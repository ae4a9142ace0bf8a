//! Check for `pointer.To(Enum(v))` conversions.
//!
//! # Rationale
//!
//! `pointer.ToEnum[T](v)` converts and takes the address in one step and
//! keeps the enum type visible at the call site.
//!
//! # Detected Patterns
//!
//! - `pointer.To(pkg.T(v))` where `T` is an SDK enum: its underlying type
//!   is a string or integer, and its package declares
//!   `PossibleValuesForT()` or declares `T` in `constants.go`
//!
//! Only calls on the `go-azure-helpers/lang/pointer` package count; the
//! alias it is imported under does not matter.

use resource_lint_core::{AnalysisError, Analyzer, Fact, Pass, Suggestion};
use resource_lint_go::ast::{self, Walk};
use resource_lint_go::{GoFile, GoPackage, Node, PackageRegistry};

use crate::POINTER_PACKAGE;

/// Check code.
pub const CODE: &str = "AZBP003";

/// Underlying types an SDK enum may have.
const ENUM_UNDERLYING: &[&str] = &[
    "string", "int", "int8", "int16", "int32", "int64", "uint", "uint8", "uint16", "uint32",
    "uint64",
];

/// Flags `pointer.To` wrapped around an enum conversion.
#[derive(Debug, Default, Clone, Copy)]
pub struct EnumConversion;

impl EnumConversion {
    /// Creates the check.
    #[must_use]
    pub fn new() -> Self {
        Self
    }
}

/// A `pointer.To(T(v))` match.
struct Finding<'t> {
    call: Node<'t>,
    pointer_alias: &'t str,
    enum_type: &'t str,
    value: &'t str,
}

fn find<'t>(registry: &PackageRegistry, package: &GoPackage, file: &'t GoFile) -> Vec<Finding<'t>> {
    let mut out = Vec::new();
    ast::walk(file.root(), |node| {
        if let Some(finding) = match_call(registry, package, file, node) {
            out.push(finding);
        }
        Walk::Continue
    });
    out
}

fn match_call<'t>(
    registry: &PackageRegistry,
    package: &GoPackage,
    file: &'t GoFile,
    call: Node<'t>,
) -> Option<Finding<'t>> {
    let (function, args) = ast::call_parts(call)?;
    let (alias, method) = ast::selector_parts(function)?;
    if alias.kind() != "identifier" || file.text(method) != "To" || args.len() != 1 {
        return None;
    }
    let pointer_alias = file.text(alias);
    if registry.resolve_import(file, pointer_alias) != Some(POINTER_PACKAGE) {
        return None;
    }

    let (conversion, inner) = ast::call_parts(ast::unwrap_expr(args[0]))?;
    if inner.len() != 1 || !is_enum(registry, package, file, conversion) {
        return None;
    }
    Some(Finding {
        call,
        pointer_alias,
        enum_type: file.text(conversion),
        value: file.text(inner[0]),
    })
}

/// Whether the callee of a conversion names an SDK enum type.
fn is_enum(registry: &PackageRegistry, package: &GoPackage, file: &GoFile, conversion: Node<'_>) -> bool {
    let (owner, name) = match conversion.kind() {
        "identifier" => (package, file.text(conversion)),
        "selector_expression" => {
            let Some((qualifier, name)) = ast::selector_parts(conversion) else {
                return false;
            };
            let owner = registry
                .resolve_import(file, file.text(qualifier))
                .and_then(|path| registry.get(path));
            match owner {
                Some(owner) => (owner.as_ref(), file.text(name)),
                None => return false,
            }
        }
        _ => return false,
    };

    let Some((decl_file, spec)) = owner.find_type(name) else {
        return false;
    };
    let basic = spec
        .child_by_field_name("type")
        .filter(|ty| ty.kind() == "type_identifier")
        .is_some_and(|ty| ENUM_UNDERLYING.contains(&decl_file.text(ty)));
    basic
        && (owner.has_function(&format!("PossibleValuesFor{name}"))
            || decl_file.file_name() == "constants.go")
}

impl Analyzer for EnumConversion {
    fn name(&self) -> &'static str {
        CODE
    }

    fn doc(&self) -> &'static str {
        "check for pointer.To around an enum conversion\n\n\
         `pointer.To(pkg.Enum(v))` should be written `pointer.ToEnum[pkg.Enum](v)`."
    }

    fn run(&self, pass: &mut Pass<'_>) -> Result<Option<Fact>, AnalysisError> {
        let package = pass.package();
        for file in package.files().iter().filter(|f| !f.is_test()) {
            for finding in find(pass.registry(), package, file) {
                let replacement = format!(
                    "{}.ToEnum[{}]({})",
                    finding.pointer_alias, finding.enum_type, finding.value
                );
                pass.report_with_suggestion(
                    file,
                    finding.call,
                    format!(
                        "use `{replacement}` instead of `{}`",
                        file.text(finding.call)
                    ),
                    Suggestion::with_replacement("convert with pointer.ToEnum", replacement),
                );
            }
        }
        Ok(None)
    }
}

#[cfg(test)]
mod tests {
    use super::*;
    use crate::testing::{registry, run};
    use resource_lint_core::Violation;

    const SDK: &str = "github.com/hashicorp/go-azure-sdk/resource-manager/web/2023-01-01/webapps";

    const MODELS: &str = r#"package webapps

type SkuName string

const (
	SkuNameBasic    SkuName = "Basic"
	SkuNameStandard SkuName = "Standard"
)

func PossibleValuesForSkuName() []string {
	return []string{string(SkuNameBasic), string(SkuNameStandard)}
}

type Properties struct {
	Name string
}
"#;

    const CONSTANTS: &str = r#"package webapps

type Tier int64
"#;

    fn check_code(code: &str) -> Vec<Violation> {
        let mut registry = registry(&[("web_app_resource.go", code)]);
        registry.insert(
            GoPackage::from_sources(SDK, &[("model_sku.go", MODELS), ("constants.go", CONSTANTS)])
                .expect("sdk"),
        );
        let violations = run(CODE, registry, None);
        assert!(violations.iter().all(|v| v.analyzer == CODE));
        violations
    }

    fn source(body: &str) -> String {
        format!(
            "package web\n\nimport (\n\t\"github.com/hashicorp/go-azure-helpers/lang/pointer\"\n\t\"{SDK}\"\n)\n\nfunc expand(v string) {{\n{body}\n}}\n"
        )
    }

    #[test]
    fn test_detects_enum_with_possible_values() {
        let violations = check_code(&source("\t_ = pointer.To(webapps.SkuName(v))"));
        assert_eq!(violations.len(), 1);
        assert_eq!(violations[0].location.line, 9);
        let suggestion = violations[0].suggestion.as_ref().expect("suggestion");
        assert_eq!(
            suggestion.replacement.as_deref(),
            Some("pointer.ToEnum[webapps.SkuName](v)")
        );
    }

    #[test]
    fn test_detects_enum_declared_in_constants_file() {
        let violations = check_code(&source("\t_ = pointer.To(webapps.Tier(3))"));
        assert_eq!(violations.len(), 1);
    }

    #[test]
    fn test_allows_non_enum_conversions() {
        let violations = check_code(&source(
            "\t_ = pointer.To(string(v))\n\t_ = pointer.To(webapps.Properties{Name: v})\n\t_ = pointer.To(webapps.SkuName(v), 1)",
        ));
        assert!(violations.is_empty(), "{violations:?}");
    }

    #[test]
    fn test_requires_pointer_package() {
        let code = format!(
            "package web\n\nimport (\n\tpointer \"example.com/other/pointer\"\n\t\"{SDK}\"\n)\n\nfunc expand(v string) {{\n\t_ = pointer.To(webapps.SkuName(v))\n}}\n"
        );
        assert!(check_code(&code).is_empty());
    }
}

*INSTRUCTIONS TO FOLLOW*. Could you return every line from the entries above in which the string "Option" occurs?

*ANSWER BELOW*.
) -> Option<Finding<'t>> {
    fn run(&self, pass: &mut Pass<'_>) -> Result<Option<Fact>, AnalysisError> {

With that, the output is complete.